Segment Start: Material for the task

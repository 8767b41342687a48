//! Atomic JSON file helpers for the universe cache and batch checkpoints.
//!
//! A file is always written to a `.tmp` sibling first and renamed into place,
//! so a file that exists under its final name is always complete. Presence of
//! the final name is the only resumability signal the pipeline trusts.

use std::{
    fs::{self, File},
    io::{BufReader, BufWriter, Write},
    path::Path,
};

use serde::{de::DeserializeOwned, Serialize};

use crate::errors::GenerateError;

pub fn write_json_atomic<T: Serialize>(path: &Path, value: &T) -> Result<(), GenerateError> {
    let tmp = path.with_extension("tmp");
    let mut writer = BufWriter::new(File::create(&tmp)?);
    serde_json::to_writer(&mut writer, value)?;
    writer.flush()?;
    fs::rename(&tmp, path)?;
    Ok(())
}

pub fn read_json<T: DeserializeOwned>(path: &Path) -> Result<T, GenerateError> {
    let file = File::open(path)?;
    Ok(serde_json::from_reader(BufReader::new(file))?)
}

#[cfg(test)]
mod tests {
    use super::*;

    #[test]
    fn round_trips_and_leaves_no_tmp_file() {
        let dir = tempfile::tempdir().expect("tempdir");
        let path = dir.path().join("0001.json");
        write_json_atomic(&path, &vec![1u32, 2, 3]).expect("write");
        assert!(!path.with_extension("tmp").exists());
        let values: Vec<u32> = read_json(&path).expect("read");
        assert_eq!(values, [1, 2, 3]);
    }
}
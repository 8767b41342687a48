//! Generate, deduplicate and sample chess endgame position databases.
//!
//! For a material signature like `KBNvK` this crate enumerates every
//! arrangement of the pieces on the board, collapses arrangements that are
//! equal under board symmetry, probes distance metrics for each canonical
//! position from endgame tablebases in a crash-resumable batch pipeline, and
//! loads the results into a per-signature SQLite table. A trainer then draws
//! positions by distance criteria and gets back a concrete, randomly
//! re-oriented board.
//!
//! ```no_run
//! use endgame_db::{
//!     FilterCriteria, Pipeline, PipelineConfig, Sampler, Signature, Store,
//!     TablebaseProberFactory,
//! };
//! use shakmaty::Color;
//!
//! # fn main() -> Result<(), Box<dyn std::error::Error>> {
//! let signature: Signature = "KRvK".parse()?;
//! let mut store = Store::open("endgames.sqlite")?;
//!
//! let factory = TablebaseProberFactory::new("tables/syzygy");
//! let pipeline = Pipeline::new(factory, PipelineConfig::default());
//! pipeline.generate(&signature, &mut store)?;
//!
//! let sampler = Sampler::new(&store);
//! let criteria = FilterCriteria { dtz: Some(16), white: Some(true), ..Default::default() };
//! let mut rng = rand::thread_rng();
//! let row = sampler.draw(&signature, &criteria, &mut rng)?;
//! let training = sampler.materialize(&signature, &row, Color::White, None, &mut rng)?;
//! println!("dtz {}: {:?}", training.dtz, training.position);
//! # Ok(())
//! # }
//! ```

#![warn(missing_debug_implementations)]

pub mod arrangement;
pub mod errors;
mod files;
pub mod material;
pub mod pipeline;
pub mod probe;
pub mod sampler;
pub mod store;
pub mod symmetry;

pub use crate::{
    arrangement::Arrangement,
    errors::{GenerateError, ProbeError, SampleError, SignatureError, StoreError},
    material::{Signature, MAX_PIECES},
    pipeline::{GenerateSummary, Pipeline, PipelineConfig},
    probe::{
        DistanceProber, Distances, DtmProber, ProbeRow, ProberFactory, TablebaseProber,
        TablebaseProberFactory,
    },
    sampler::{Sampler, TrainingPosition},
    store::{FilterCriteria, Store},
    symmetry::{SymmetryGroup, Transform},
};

Segment End: Material for the task

▶ _Exercise goal_: Reproduce exactly, with nothing added, the lines from the one that contains "a concrete, randomly" to the end of the data.

▶ _Written reply_:
//! positions by distance criteria and gets back a concrete, randomly
//! re-oriented board.
//!
//! ```no_run
//! use endgame_db::{
//!     FilterCriteria, Pipeline, PipelineConfig, Sampler, Signature, Store,
//!     TablebaseProberFactory,
//! };
//! use shakmaty::Color;
//!
//! # fn main() -> Result<(), Box<dyn std::error::Error>> {
//! let signature: Signature = "KRvK".parse()?;
//! let mut store = Store::open("endgames.sqlite")?;
//!
//! let factory = TablebaseProberFactory::new("tables/syzygy");
//! let pipeline = Pipeline::new(factory, PipelineConfig::default());
//! pipeline.generate(&signature, &mut store)?;
//!
//! let sampler = Sampler::new(&store);
//! let criteria = FilterCriteria { dtz: Some(16), white: Some(true), ..Default::default() };
//! let mut rng = rand::thread_rng();
//! let row = sampler.draw(&signature, &criteria, &mut rng)?;
//! let training = sampler.materialize(&signature, &row, Color::White, None, &mut rng)?;
//! println!("dtz {}: {:?}", training.dtz, training.position);
//! # Ok(())
//! # }
//! ```

#![warn(missing_debug_implementations)]

pub mod arrangement;
pub mod errors;
mod files;
pub mod material;
pub mod pipeline;
pub mod probe;
pub mod sampler;
pub mod store;
pub mod symmetry;

pub use crate::{
    arrangement::Arrangement,
    errors::{GenerateError, ProbeError, SampleError, SignatureError, StoreError},
    material::{Signature, MAX_PIECES},
    pipeline::{GenerateSummary, Pipeline, PipelineConfig},
    probe::{
        DistanceProber, Distances, DtmProber, ProbeRow, ProberFactory, TablebaseProber,
        TablebaseProberFactory,
    },
    sampler::{Sampler, TrainingPosition},
    store::{FilterCriteria, Store},
    symmetry::{SymmetryGroup, Transform},
};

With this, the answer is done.